[Start of section]
impl<S: Screen> Chip8<S> {
    /// Build a machine that draws into `screen`. Pass `&mut grid` to keep ownership of the
    /// grid outside the interpreter.
    pub fn with_screen(screen: S) -> Self {
        let mut chip8 = Chip8 {
            config: Chip8Config::new(),
            memory: Memory::new(),
            screen,
            keypad: Keypad::new(),
            stack: [0; STACK_SIZE],
            sp: 0,
            v: Registers::new(),
            pc: ROM_ADDR as u16,
            i: 0,
            dt: 0,
            st: 0,
            awaiting_key: None,
            rng: StdRng::from_os_rng(),
        };
        chip8.reset();
        chip8
    }

    /* Config builder functions */
    pub fn legacy_shift(mut self, value: bool) -> Self {
        self.config.legacy_shift = value;
        self
    }

    pub fn ops_per_cycle(mut self, value: usize) -> Self {
        self.config.ops_per_cycle = value;
        self
    }

    /// Make CXNN reproducible
    pub fn rng_seed(mut self, seed: u64) -> Self {
        self.rng = StdRng::seed_from_u64(seed);
        self
    }

    /// Put the machine back into its power-on state: zeroed memory with the font loaded,
    /// cleared registers, stack, timers, keys and screen
    pub fn reset(&mut self) {
        debug!("reset");
        self.memory.clear();
        for (offset, byte) in FONT_DATA.iter().enumerate() {
            self.memory.write((FONT_ADDR + offset) as u16, *byte);
        }
        self.screen.clear();
        self.keypad.reset();
        self.stack = [0; STACK_SIZE];
        self.sp = 0;
        self.v.clear();
        self.pc = ROM_ADDR as u16;
        self.i = 0;
        self.dt = 0;
        self.st = 0;
        self.awaiting_key = None;
    }

    /// Reset the machine and copy `rom` to the program area
    pub fn load_rom(&mut self, rom: &[u8]) -> Result<(), Chip8Error> {
        if rom.len() > MAX_ROM_SIZE {
            return Err(Chip8Error::RomTooLarge {
                len: rom.len(),
                max: MAX_ROM_SIZE,
            });
        }
        self.reset();
        self.memory.load(ROM_ADDR, rom)?;
        debug!("loaded {} byte rom at {:#05x}", rom.len(), ROM_ADDR);
        Ok(())
    }

    pub fn load_rom_from_file(&mut self, path: impl AsRef<Path>) -> anyhow::Result<()> {
        let path = path.as_ref();
        let buf = std::fs::read(path).with_context(|| format!("read rom file {:?}", path))?;
        self.load_rom(&buf).context("load rom from file")?;
        Ok(())
    }

    pub fn keydown(&mut self, key: Key) {
        self.keypad.keydown(key);
    }

    pub fn keyup(&mut self, key: Key) {
        self.keypad.keyup(key);
    }

    /// Mark key `index` as held. Indices outside 0..=15 are ignored.
    pub fn set_key_down(&mut self, index: i32) {
        self.keydown(Key::from_index(index));
    }

    pub fn set_key_up(&mut self, index: i32) {
        self.keyup(Key::from_index(index));
    }

    pub fn is_sound_playing(&self) -> bool {
        self.st > 0
    }

    pub fn is_awaiting_key(&self) -> bool {
        self.awaiting_key.is_some()
    }

    pub fn pc(&self) -> u16 {
        self.pc
    }

    pub fn index(&self) -> u16 {
        self.i
    }

    pub fn sp(&self) -> u8 {
        self.sp
    }

    pub fn registers(&self) -> &[u8; REGISTER_COUNT] {
        self.v.as_array()
    }

    pub fn delay_timer(&self) -> u8 {
        self.dt
    }

    pub fn sound_timer(&self) -> u8 {
        self.st
    }

    pub fn screen(&self) -> &S {
        &self.screen
    }

    pub fn screen_mut(&mut self) -> &mut S {
        &mut self.screen
    }

    /// Run one 60 Hz tick: up to `ops_per_cycle` instructions, then both timers count down once.
    /// A pending key wait ends the instruction run early; the timers still advance.
    pub fn tick(&mut self) -> Result<(), Chip8Error> {
        for _ in 0..self.config.ops_per_cycle {
            self.step()?;
            if self.awaiting_key.is_some() {
                break;
            }
        }
        self.dt = self.dt.saturating_sub(1);
        self.st = self.st.saturating_sub(1);
        Ok(())
    }

    /// Execute a single instruction. While a key wait is pending and no key is held this does nothing.
    pub fn step(&mut self) -> Result<(), Chip8Error> {
        if self.awaiting_key.is_some() && self.keypad.first_down().is_none() {
            return Ok(());
        }

        let addr = self.pc;
        let result = Instruction::decode(self.fetch(), addr).and_then(|instruction| {
            trace!("{:#05x}: {}", addr, instruction);
            self.pc = self.pc.wrapping_add(2) & ADDR_MASK;
            self.execute(instruction, addr)
        });

        if let Err(e) = result {
            error!("{}", e);
            self.pc = addr;
            return Err(e);
        }
        Ok(())
    }

    fn fetch(&self) -> u16 {
        self.memory.read_word(self.pc)
    }

    fn skip(&mut self) {
        self.pc = self.pc.wrapping_add(2) & ADDR_MASK;
    }

    fn execute(&mut self, instruction: Instruction, addr: u16) -> Result<(), Chip8Error> {
        use Instruction::*;

        match instruction {
            Cls => self.op_cls(),
            Ret => self.op_sub_return(addr)?,
            Jump(nnn) => self.op_jump(nnn),
            Call(nnn) => self.op_sub_call(nnn, addr)?,
            SkipEq(x, nn) => self.op_skip_eq(x, nn),
            SkipNe(x, nn) => self.op_skip_ne(x, nn),
            SkipRegEq(x, y) => self.op_skip_reg_eq(x, y),
            Set(x, nn) => self.op_set(x, nn),
            Add(x, nn) => self.op_add(x, nn),
            RegSet(x, y) => self.op_reg_set(x, y),
            RegOr(x, y) => self.op_reg_or(x, y),
            RegAnd(x, y) => self.op_reg_and(x, y),
            RegXor(x, y) => self.op_reg_xor(x, y),
            RegAdd(x, y) => self.op_reg_add(x, y),
            RegSubRight(x, y) => self.op_reg_sub_right(x, y),
            RegShiftRight(x, y) => self.op_reg_shift_right(x, y),
            RegSubLeft(x, y) => self.op_reg_sub_left(x, y),
            RegShiftLeft(x, y) => self.op_reg_shift_left(x, y),
            SkipRegNe(x, y) => self.op_skip_reg_ne(x, y),
            SetIndex(nnn) => self.op_set_index(nnn),
            JumpWithOffset(nnn) => self.op_jump_with_offset(nnn),
            Random(x, nn) => self.op_random(x, nn),
            Draw(x, y, n) => self.op_display(x, y, n),
            SkipIfKeyDown(x) => self.op_skip_if_key_down(x),
            SkipIfKeyUp(x) => self.op_skip_if_key_up(x),
            DelayGet(x) => self.op_dt_get(x),
            WaitKey(x) => self.op_get_key(x, addr),
            DelaySet(x) => self.op_dt_set(x),
            SoundSet(x) => self.op_st_set(x),
            AddToIndex(x) => self.op_add_to_index(x),
            FontCharacter(x) => self.op_font_character(x),
            Bcd(x) => self.op_convert_to_decimal(x),
            MemoryStore(x) => self.op_memory_store(x),
            MemoryLoad(x) => self.op_memory_load(x),
        }
        Ok(())
    }

    /* Operations */

    /// 0x00E0
    fn op_cls(&mut self) {
        self.screen.clear();
    }

    /// 0x00EE
    fn op_sub_return(&mut self, addr: u16) -> Result<(), Chip8Error> {
        if self.sp == 0 {
            return Err(Chip8Error::StackUnderflow { addr });
        }
        self.sp -= 1;
        self.pc = self.stack[self.sp as usize];
        Ok(())
    }

    /// 0x1NNN
    fn op_jump(&mut self, nnn: u16) {
        self.pc = nnn;
    }

    /// 0x2NNN
    fn op_sub_call(&mut self, nnn: u16, addr: u16) -> Result<(), Chip8Error> {
        if self.sp as usize >= STACK_SIZE {
            return Err(Chip8Error::StackOverflow { addr });
        }
        self.stack[self.sp as usize] = self.pc;
        self.sp += 1;
        self.pc = nnn;
        Ok(())
    }

    /// 0x3XNN
    fn op_skip_eq(&mut self, x: Register, nn: u8) {
        if self.v[x] == nn {
            self.skip();
        }
    }

    /// 0x4XNN
    fn op_skip_ne(&mut self, x: Register, nn: u8) {
        if self.v[x] != nn {
            self.skip();
        }
    }

    /// 0x5XY0
    fn op_skip_reg_eq(&mut self, x: Register, y: Register) {
        if self.v[x] == self.v[y] {
            self.skip();
        }
    }

    /// 0x6XNN
    fn op_set(&mut self, x: Register, nn: u8) {
        self.v[x] = nn;
    }

    /// 0x7XNN
    fn op_add(&mut self, x: Register, nn: u8) {
        self.v[x] = self.v[x].wrapping_add(nn);
    }

    /// 0x8XY0
    fn op_reg_set(&mut self, x: Register, y: Register) {
        self.v[x] = self.v[y];
    }

    /// 0x8XY1
    fn op_reg_or(&mut self, x: Register, y: Register) {
        self.v[x] |= self.v[y];
    }

    /// 0x8XY2
    fn op_reg_and(&mut self, x: Register, y: Register) {
        self.v[x] &= self.v[y];
    }

    /// 0x8XY3
    fn op_reg_xor(&mut self, x: Register, y: Register) {
        self.v[x] ^= self.v[y];
    }

    /// 0x8XY4
    fn op_reg_add(&mut self, x: Register, y: Register) {
        let (sum, overflow) = self.v[x].overflowing_add(self.v[y]);
        self.v[x] = sum;
        self.v[Register::VF] = overflow as u8;
    }

    /// 0x8XY5
    fn op_reg_sub_right(&mut self, x: Register, y: Register) {
        let not_borrow = self.v[x] > self.v[y];
        self.v[x] = self.v[x].wrapping_sub(self.v[y]);
        self.v[Register::VF] = not_borrow as u8;
    }

    /// 0x8XY6
    fn op_reg_shift_right(&mut self, x: Register, y: Register) {
        if self.config.legacy_shift {
            self.v[x] = self.v[y];
        }
        let flag = self.v[x] & 0x1;
        self.v[x] >>= 1;
        self.v[Register::VF] = flag;
    }

    /// 0x8XY7
    fn op_reg_sub_left(&mut self, x: Register, y: Register) {
        let not_borrow = self.v[y] > self.v[x];
        self.v[x] = self.v[y].wrapping_sub(self.v[x]);
        self.v[Register::VF] = not_borrow as u8;
    }

    /// 0x8XYE
    fn op_reg_shift_left(&mut self, x: Register, y: Register) {
        if self.config.legacy_shift {
            self.v[x] = self.v[y];
        }
        let flag = self.v[x] >> 7 & 0x1;
        self.v[x] <<= 1;
        self.v[Register::VF] = flag;
    }

    /// 0x9XY0
    fn op_skip_reg_ne(&mut self, x: Register, y: Register) {
        if self.v[x] != self.v[y] {
            self.skip();
        }
    }

    /// 0xANNN
    fn op_set_index(&mut self, nnn: u16) {
        self.i = nnn;
    }

    /// 0xBNNN
    fn op_jump_with_offset(&mut self, nnn: u16) {
        self.pc = (nnn + self.v[Register::V0] as u16) & ADDR_MASK;
    }

    /// 0xCXNN
    fn op_random(&mut self, x: Register, nn: u8) {
        self.v[x] = nn & self.rng.random::<u8>();
    }

    /// 0xDXYN
    fn op_display(&mut self, x: Register, y: Register, n: u8) {
        let vx = self.v[x] as usize;
        let vy = self.v[y] as usize;
        self.v[Register::VF] = 0;

        for row in 0..n as usize {
            let byte = self.memory.read(self.i.wrapping_add(row as u16));
            let py = (vy + row) % SCREEN_HEIGHT;
            for col in 0..8 {
                if (byte >> (7 - col)) & 0x1 == 0 {
                    continue;
                }
                let px = (vx + col) % SCREEN_WIDTH;
                if self.screen.toggle(px, py) {
                    self.v[Register::VF] = 1;
                }
            }
        }
    }

    /// 0xEX9E
    fn op_skip_if_key_down(&mut self, x: Register) {
        if self.keypad.is_key_down(self.v[x]) {
            self.skip();
        }
    }

    /// 0xEXA1
    fn op_skip_if_key_up(&mut self, x: Register) {
        if !self.keypad.is_key_down(self.v[x]) {
            self.skip();
        }
    }

    /// 0xFX07
    fn op_dt_get(&mut self, x: Register) {
        self.v[x] = self.dt;
    }

    /// 0xFX0A
    fn op_get_key(&mut self, x: Register, addr: u16) {
        match self.keypad.first_down() {
            Some(key) => {
                self.v[x] = key;
                self.awaiting_key = None;
            }
            None => {
                // stay on this instruction until a key shows up
                self.awaiting_key = Some(x);
                self.pc = addr;
            }
        }
    }

    /// 0xFX15
    fn op_dt_set(&mut self, x: Register) {
        self.dt = self.v[x];
    }

    /// 0xFX18
    fn op_st_set(&mut self, x: Register) {
        self.st = self.v[x];
    }

    /// 0xFX1E
    fn op_add_to_index(&mut self, x: Register) {
        self.i = self.i.wrapping_add(self.v[x] as u16);
    }

    /// 0xFX29
    fn op_font_character(&mut self, x: Register) {
        self.i = (FONT_ADDR + FONT_CHAR_LENGTH * (self.v[x] & 0xF) as usize) as u16;
    }

    /// 0xFX33
    fn op_convert_to_decimal(&mut self, x: Register) {
        let n = self.v[x];
        self.memory.write(self.i, n / 100);
        self.memory.write(self.i.wrapping_add(1), n / 10 % 10);
        self.memory.write(self.i.wrapping_add(2), n % 10);
    }

    /// 0xFX55
    fn op_memory_store(&mut self, x: Register) {
        for (offset, value) in self.v.through(x).iter().enumerate() {
            self.memory.write(self.i.wrapping_add(offset as u16), *value);
        }
    }

    /// 0xFX65
    fn op_memory_load(&mut self, x: Register) {
        let i = self.i;
        for (offset, value) in self.v.through_mut(x).iter_mut().enumerate() {
            *value = self.memory.read(i.wrapping_add(offset as u16));
        }
    }
}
[End of section]
• [PROBLEM] From the data above, return every line from the line that has "SkipRegEq(x, y) =>" up to and including the line that has "RegOr(x, y) =>", exactly.

• [RESPONSE]
            SkipRegEq(x, y) => self.op_skip_reg_eq(x, y),
            Set(x, nn) => self.op_set(x, nn),
            Add(x, nn) => self.op_add(x, nn),
            RegSet(x, y) => self.op_reg_set(x, y),
            RegOr(x, y) => self.op_reg_or(x, y),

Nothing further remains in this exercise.